### Records provided
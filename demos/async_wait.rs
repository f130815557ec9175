//! Async harness walkthrough over a scripted device.
//!
//! Run with: cargo run --example async_wait --features async-tokio

use std::time::Duration;

use appstart_testlib::{
    cold_startup_key, AsyncStartupHarness, LaunchKind, Result, ScriptedDevice, StartupTestHarness,
};

#[tokio::main]
async fn main() -> Result<()> {
    let device = ScriptedDevice::new();
    device.script_launch("com.example.app", LaunchKind::Cold, 512);

    let harness = StartupTestHarness::builder()
        .with_action_delay(Duration::ZERO)
        .with_poll_interval(Duration::from_millis(5))
        .build_scripted(&device);
    let mut harness = AsyncStartupHarness::from_harness(harness);

    harness.start_collecting().await?;
    harness.cold_launch("com.example.app").await?;

    harness
        .wait_for_async(|metrics| metrics.contains_key("cold_startup_total_count"))
        .timeout(Duration::from_secs(2))
        .execute()
        .await?;

    let metrics = harness.metrics_snapshot().await;
    println!(
        "cold start: {}ms",
        metrics.get(&cold_startup_key("com.example.app")).unwrap_or("?")
    );

    harness.stop_collecting().await?;
    Ok(())
}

### Your assignment
In the material above, how many lines include the word "Duration"? Answer with the number only.

### Result of the exercise
4